In late June, the U.S. Fish and Wildlife Service declared grizzly bears recovered and proposed removing them from the endangered species list for the second time in a decade.

Their numbers hovered just below 700 in the greater Yellowstone ecosystem, a swath of land covering Yellowstone and Grand Teton national parks and parts of Idaho, Montana and Wyoming.

The delisting was a welcome decision for some, and a feared and criticized one for others.

Many Wyoming ranchers and hunters applauded the announcement. Grizzly bears had been recovered long enough, they said, and no longer needed federal protections. The state could adequately manage the large carnivores, including allowing a hunting season.

Environmentalists and some Native American tribes disagreed. Many conservation groups said the population isn’t recovered, and that the creatures still lack the resources they need to survive and persist.

While Wyoming had not approved a hunting season yet, it has the framework in place to implement one.

On July 31, bears were officially removed from the endangered species list. Little changed on the ground for the animals. A hunting season is still only a theoretical possibility.

The Wyoming Game and Fish Department dispatched biologists and wildlife managers to various corners of the state in the fall to gauge public opinion on how grizzlies should be managed. Talks included information about hunting seasons but were not solely focused on killing.

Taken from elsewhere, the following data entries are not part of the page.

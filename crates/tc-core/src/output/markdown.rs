//! Markdown helpers.

/// A GitHub-flavoured table. Pipes inside cells are escaped.
pub fn table(headers: &[&str], rows: &[Vec<String>]) -> String {
    let mut out = String::new();
    out.push_str(&row_line(headers.iter().map(|h| h.to_string())));
    out.push_str(&row_line(headers.iter().map(|_| "---".to_string())));
    for row in rows {
        out.push_str(&row_line(row.iter().cloned()));
    }
    out
}

fn row_line(cells: impl Iterator<Item = String>) -> String {
    let cells: Vec<String> = cells.map(|c| c.replace('|', "\\|")).collect();
    format!("| {} |\n", cells.join(" | "))
}

/// `3h 05m 10s`, `12m 00s`, `45s`.
pub fn format_duration(seconds: i64) -> String {
    let sign = if seconds < 0 { "-" } else { "" };
    let s = seconds.unsigned_abs();
    let (h, m, s) = (s / 3600, (s % 3600) / 60, s % 60);
    if h > 0 {
        format!("{sign}{h}h {m:02}m {s:02}s")
    } else if m > 0 {
        format!("{sign}{m}m {s:02}s")
    } else {
        format!("{sign}{s}s")
    }
}

#[cfg(test)]
mod tests {
    use super::*;

    #[test]
    fn test_table_layout() {
        let md = table(&["A", "B"], &[vec!["1".into(), "x|y".into()]]);
        assert_eq!(md, "| A | B |\n| --- | --- |\n| 1 | x\\|y |\n");
    }

    #[test]
    fn test_format_duration() {
        assert_eq!(format_duration(45), "45s");
        assert_eq!(format_duration(720), "12m 00s");
        assert_eq!(format_duration(11_110), "3h 05m 10s");
    }
}
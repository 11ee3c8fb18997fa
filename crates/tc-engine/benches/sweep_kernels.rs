//! Criterion benchmarks for `tc-engine`.
//!
//! Focus on the sweep itself and the analyses that walk it.

use chrono::DateTime;
use criterion::{black_box, criterion_group, criterion_main, BenchmarkId, Criterion};
use tc_common::{Interval, SubjectId};
use tc_engine::{
    build_concurrency_histogram, compute_concurrency_stats, extract_peak_periods,
    merged_duration_seconds, EventSweep,
};

/// Deterministic workload: `n` sessions over a working day, 40 distinct users.
fn workload(n: usize) -> Vec<Interval> {
    let mut state: u64 = 0x9E37_79B9_7F4A_7C15;
    let mut next = move || {
        state ^= state << 13;
        state ^= state >> 7;
        state ^= state << 17;
        state
    };
    (0..n)
        .map(|i| {
            let start = 1_709_280_000 + (next() % 36_000) as i64;
            let len = (next() % 7_200) as i64;
            Interval::new(
                SubjectId::new(format!("user{}", i % 40)),
                DateTime::from_timestamp(start, 0).unwrap(),
                DateTime::from_timestamp(start + len, 0).unwrap(),
            )
            .unwrap()
        })
        .collect()
}

fn bench_sweep_kernels(c: &mut Criterion) {
    let mut group = c.benchmark_group("sweep");

    for n in [1_000usize, 10_000, 100_000] {
        let data = workload(n);

        group.bench_with_input(BenchmarkId::new("build", n), &data, |b, data| {
            b.iter(|| black_box(EventSweep::build(black_box(data)).events().len()));
        });

        group.bench_with_input(BenchmarkId::new("stats", n), &data, |b, data| {
            b.iter(|| black_box(compute_concurrency_stats(black_box(data))));
        });

        group.bench_with_input(BenchmarkId::new("histogram", n), &data, |b, data| {
            b.iter(|| black_box(build_concurrency_histogram(black_box(data), 2, 3)));
        });

        group.bench_with_input(BenchmarkId::new("periods", n), &data, |b, data| {
            b.iter(|| black_box(extract_peak_periods(black_box(data), 5, 3)));
        });

        group.bench_with_input(BenchmarkId::new("merge", n), &data, |b, data| {
            b.iter(|| black_box(merged_duration_seconds(black_box(data))));
        });
    }

    group.finish();
}

criterion_group!(benches, bench_sweep_kernels);
criterion_main!(benches);
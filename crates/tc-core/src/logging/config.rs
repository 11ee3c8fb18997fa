//! Logging configuration.
//!
//! Supports configuration via:
//! - Environment variables (TC_LOG, RUST_LOG, TC_LOG_FORMAT)
//! - CLI flags (-v/-vv, -q)

use serde::{Deserialize, Serialize};

/// Log output format.
#[derive(Debug, Clone, Copy, PartialEq, Eq, Default, Serialize, Deserialize)]
#[serde(rename_all = "lowercase")]
pub enum LogFormat {
    /// Human-readable console format (default).
    #[default]
    Human,
    /// Machine-parseable JSON lines.
    Jsonl,
}

impl std::str::FromStr for LogFormat {
    type Err = String;

    fn from_str(s: &str) -> Result<Self, Self::Err> {
        match s.to_lowercase().as_str() {
            "human" | "console" | "pretty" => Ok(LogFormat::Human),
            "jsonl" | "json" | "structured" | "machine" => Ok(LogFormat::Jsonl),
            _ => Err(format!("unknown log format: {}", s)),
        }
    }
}

impl std::fmt::Display for LogFormat {
    fn fmt(&self, f: &mut std::fmt::Formatter<'_>) -> std::fmt::Result {
        match self {
            LogFormat::Human => write!(f, "human"),
            LogFormat::Jsonl => write!(f, "jsonl"),
        }
    }
}

/// Log level filter.
#[derive(Debug, Clone, Copy, PartialEq, Eq, PartialOrd, Ord, Default, Serialize, Deserialize)]
#[serde(rename_all = "lowercase")]
pub enum LogLevel {
    Trace,
    Debug,
    #[default]
    Info,
    Warn,
    Error,
    /// Completely silent.
    Off,
}

impl std::str::FromStr for LogLevel {
    type Err = String;

    fn from_str(s: &str) -> Result<Self, Self::Err> {
        match s.to_lowercase().as_str() {
            "trace" => Ok(LogLevel::Trace),
            "debug" => Ok(LogLevel::Debug),
            "info" => Ok(LogLevel::Info),
            "warn" | "warning" => Ok(LogLevel::Warn),
            "error" => Ok(LogLevel::Error),
            "off" | "none" | "quiet" => Ok(LogLevel::Off),
            _ => Err(format!("unknown log level: {}", s)),
        }
    }
}

impl std::fmt::Display for LogLevel {
    fn fmt(&self, f: &mut std::fmt::Formatter<'_>) -> std::fmt::Result {
        match self {
            LogLevel::Trace => write!(f, "trace"),
            LogLevel::Debug => write!(f, "debug"),
            LogLevel::Info => write!(f, "info"),
            LogLevel::Warn => write!(f, "warn"),
            LogLevel::Error => write!(f, "error"),
            LogLevel::Off => write!(f, "off"),
        }
    }
}

impl LogLevel {
    /// Level selected by `-v` repetitions and `-q`.
    pub fn from_verbosity(verbose: u8, quiet: bool) -> Option<Self> {
        if quiet {
            return Some(LogLevel::Error);
        }
        match verbose {
            0 => None,
            1 => Some(LogLevel::Debug),
            _ => Some(LogLevel::Trace),
        }
    }
}

/// Logging configuration.
#[derive(Debug, Clone)]
pub struct LogConfig {
    pub format: LogFormat,
    pub level: LogLevel,
    /// Whether to include timestamps in human output.
    pub timestamps: bool,
}

impl Default for LogConfig {
    fn default() -> Self {
        LogConfig {
            format: LogFormat::Human,
            level: LogLevel::Warn,
            timestamps: true,
        }
    }
}

impl LogConfig {
    /// Create config from environment and CLI overrides.
    ///
    /// The default level is `warn` so a plain invocation prints only its
    /// payload; `-v` raises it.
    pub fn from_env(cli_level: Option<LogLevel>, cli_format: Option<LogFormat>) -> Self {
        let mut config = LogConfig::default();

        // TC_LOG takes precedence over RUST_LOG
        if let Ok(val) = std::env::var("TC_LOG") {
            if let Ok(level) = val.parse::<LogLevel>() {
                config.level = level;
            }
        } else if let Ok(val) = std::env::var("RUST_LOG") {
            if val.contains("trace") {
                config.level = LogLevel::Trace;
            } else if val.contains("debug") {
                config.level = LogLevel::Debug;
            } else if val.contains("info") {
                config.level = LogLevel::Info;
            } else if val.contains("error") {
                config.level = LogLevel::Error;
            }
        }

        if let Ok(val) = std::env::var("TC_LOG_FORMAT") {
            if let Ok(format) = val.parse::<LogFormat>() {
                config.format = format;
            }
        }

        if let Some(level) = cli_level {
            config.level = level;
        }
        if let Some(format) = cli_format {
            config.format = format;
        }

        config
    }

    pub fn with_format(mut self, format: LogFormat) -> Self {
        self.format = format;
        self
    }

    pub fn with_level(mut self, level: LogLevel) -> Self {
        self.level = level;
        self
    }

    pub fn with_timestamps(mut self, enabled: bool) -> Self {
        self.timestamps = enabled;
        self
    }
}

#[cfg(test)]
mod tests {
    use super::*;

    #[test]
    fn test_log_format_parse() {
        assert_eq!("human".parse::<LogFormat>().unwrap(), LogFormat::Human);
        assert_eq!("json".parse::<LogFormat>().unwrap(), LogFormat::Jsonl);
        assert!("xml".parse::<LogFormat>().is_err());
    }

    #[test]
    fn test_log_level_parse() {
        assert_eq!("warning".parse::<LogLevel>().unwrap(), LogLevel::Warn);
        assert_eq!("quiet".parse::<LogLevel>().unwrap(), LogLevel::Off);
    }

    #[test]
    fn test_verbosity_mapping() {
        assert_eq!(LogLevel::from_verbosity(0, false), None);
        assert_eq!(LogLevel::from_verbosity(1, false), Some(LogLevel::Debug));
        assert_eq!(LogLevel::from_verbosity(3, false), Some(LogLevel::Trace));
        assert_eq!(LogLevel::from_verbosity(2, true), Some(LogLevel::Error));
    }

    #[test]
    fn test_log_config_builder() {
        let config = LogConfig::default()
            .with_format(LogFormat::Jsonl)
            .with_level(LogLevel::Debug)
            .with_timestamps(false);
        assert_eq!(config.format, LogFormat::Jsonl);
        assert_eq!(config.level, LogLevel::Debug);
        assert!(!config.timestamps);
    }
}
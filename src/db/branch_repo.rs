// src/db/branch_repo.rs

use sqlx::PgPool;

use crate::{
    common::error::AppError,
    models::branch::{Branch, CreateBranchPayload, UpdateBranchPayload},
};

#[derive(Clone)]
pub struct BranchRepository {
    pool: PgPool,
}

impl BranchRepository {
    pub fn new(pool: PgPool) -> Self {
        Self { pool }
    }

    pub async fn get_all(&self) -> Result<Vec<Branch>, AppError> {
        let branches = sqlx::query_as::<_, Branch>("SELECT * FROM branches ORDER BY name ASC")
            .fetch_all(&self.pool)
            .await?;
        Ok(branches)
    }

    pub async fn create(&self, payload: &CreateBranchPayload) -> Result<Branch, AppError> {
        let branch = sqlx::query_as::<_, Branch>(
            "INSERT INTO branches (name, address, contact, manager) \
             VALUES ($1, $2, $3, $4) RETURNING *",
        )
        .bind(&payload.name)
        .bind(&payload.address)
        .bind(&payload.contact)
        .bind(&payload.manager)
        .fetch_one(&self.pool)
        .await?;
        Ok(branch)
    }

    pub async fn update(
        &self,
        id: i32,
        payload: &UpdateBranchPayload,
    ) -> Result<Option<Branch>, AppError> {
        let branch = sqlx::query_as::<_, Branch>(
            "UPDATE branches SET \
                name = COALESCE($2, name), \
                address = COALESCE($3, address), \
                contact = COALESCE($4, contact), \
                manager = COALESCE($5, manager), \
                updated_at = NOW() \
             WHERE id = $1 RETURNING *",
        )
        .bind(id)
        .bind(payload.name.as_deref())
        .bind(payload.address.as_deref())
        .bind(payload.contact.as_deref())
        .bind(payload.manager.as_deref())
        .fetch_optional(&self.pool)
        .await?;
        Ok(branch)
    }

    // Usuários da filial ficam com branch_id nulo (ON DELETE SET NULL).
    pub async fn delete(&self, id: i32) -> Result<bool, AppError> {
        let result = sqlx::query("DELETE FROM branches WHERE id = $1")
            .bind(id)
            .execute(&self.pool)
            .await?;
        Ok(result.rows_affected() > 0)
    }
}
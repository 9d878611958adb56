// src/middleware.rs

pub mod auth;
pub mod rbac;
// src/handlers/operations.rs

use axum::{
    extract::{Path, State},
    http::StatusCode,
    Json,
};
use validator::Validate;

use crate::{
    common::error::AppError,
    config::AppState,
    middleware::rbac::{RequireAccess, ResInventory},
    models::operations::{CreateJobOrderPayload, JobOrder, UpdateJobOrderPayload},
};

// As ordens de serviço moram sob o módulo de estoque na navegação, então
// compartilham o mesmo recurso de acesso.

#[utoipa::path(
    get,
    path = "/api/inventory/job-orders",
    tag = "Operations",
    responses(
        (status = 200, description = "Lista de ordens de serviço", body = Vec<JobOrder>),
        (status = 403, description = "Sem acesso ao estoque")
    ),
    security(("api_jwt" = []))
)]
pub async fn get_all_job_orders(
    State(app_state): State<AppState>,
    _guard: RequireAccess<ResInventory>,
) -> Result<Json<Vec<JobOrder>>, AppError> {
    let orders = app_state.operations_repo.get_all_job_orders().await?;
    Ok(Json(orders))
}

#[utoipa::path(
    post,
    path = "/api/inventory/job-orders",
    tag = "Operations",
    request_body = CreateJobOrderPayload,
    responses(
        (status = 201, description = "Ordem de serviço criada", body = JobOrder),
        (status = 400, description = "Campos inválidos")
    ),
    security(("api_jwt" = []))
)]
pub async fn create_job_order(
    State(app_state): State<AppState>,
    _guard: RequireAccess<ResInventory>,
    Json(payload): Json<CreateJobOrderPayload>,
) -> Result<(StatusCode, Json<JobOrder>), AppError> {
    payload.validate().map_err(AppError::ValidationError)?;

    let order = app_state.operations_repo.create_job_order(&payload).await?;
    tracing::info!("✅ Ordem de serviço #{} aberta para '{}'", order.id, order.customer);
    Ok((StatusCode::CREATED, Json(order)))
}

#[utoipa::path(
    put,
    path = "/api/inventory/job-orders/{id}",
    tag = "Operations",
    request_body = UpdateJobOrderPayload,
    params(("id" = i32, Path, description = "ID da ordem de serviço")),
    responses(
        (status = 200, description = "Ordem de serviço atualizada", body = JobOrder),
        (status = 404, description = "Ordem de serviço não encontrada")
    ),
    security(("api_jwt" = []))
)]
pub async fn update_job_order(
    State(app_state): State<AppState>,
    Path(id): Path<i32>,
    _guard: RequireAccess<ResInventory>,
    Json(payload): Json<UpdateJobOrderPayload>,
) -> Result<Json<JobOrder>, AppError> {
    payload.validate().map_err(AppError::ValidationError)?;

    let order = app_state
        .operations_repo
        .update_job_order(id, &payload)
        .await?
        .ok_or(AppError::NotFound("Ordem de serviço"))?;
    Ok(Json(order))
}

#[utoipa::path(
    delete,
    path = "/api/inventory/job-orders/{id}",
    tag = "Operations",
    params(("id" = i32, Path, description = "ID da ordem de serviço")),
    responses(
        (status = 204, description = "Ordem de serviço removida"),
        (status = 404, description = "Ordem de serviço não encontrada")
    ),
    security(("api_jwt" = []))
)]
pub async fn delete_job_order(
    State(app_state): State<AppState>,
    Path(id): Path<i32>,
    _guard: RequireAccess<ResInventory>,
) -> Result<StatusCode, AppError> {
    if !app_state.operations_repo.delete_job_order(id).await? {
        return Err(AppError::NotFound("Ordem de serviço"));
    }
    Ok(StatusCode::NO_CONTENT)
}
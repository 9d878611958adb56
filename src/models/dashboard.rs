// src/models/dashboard.rs

use serde::Serialize;
use utoipa::ToSchema;

// Os cards do painel: um título por papel + contagens gerais.
#[derive(Debug, Serialize, ToSchema)]
#[serde(rename_all = "camelCase")]
pub struct DashboardSummary {
    #[schema(example = "Manager Dashboard")]
    pub headline: String,

    pub items: i64,
    pub customers: i64,
    pub vehicles: i64,
    pub branches: i64,
    pub pending_job_orders: i64,
}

If hunting was allowed in Wyoming, biologists said only about 10 bears would likely be killed in a hypothetical 2018 season. Wyoming’s Game and Fish Commission would still need to approve any potential season, and the annual quotas would be based on the prior year’s population estimates and mortalities.

But the ability for the state to manage bears, or potentially allow people to kill them, is not a foregone conclusion.

Various groups including the Northern Cheyenne Tribe, the Sierra Club and The Humane Society sued the Fish and Wildlife Service in late August saying climate change and human conflicts are already putting too much pressure on the charismatic creature.

And in early December, U.S. officials said they were going to review removing protections from grizzlies because of a recent federal appeals court decision regarding wolves in the Great Lakes. The appeals court said that wildlife officials had not considered the loss of the species’ historical range in their decision to delist.

The Fish and Wildlife Service plans to release its conclusions by March 31.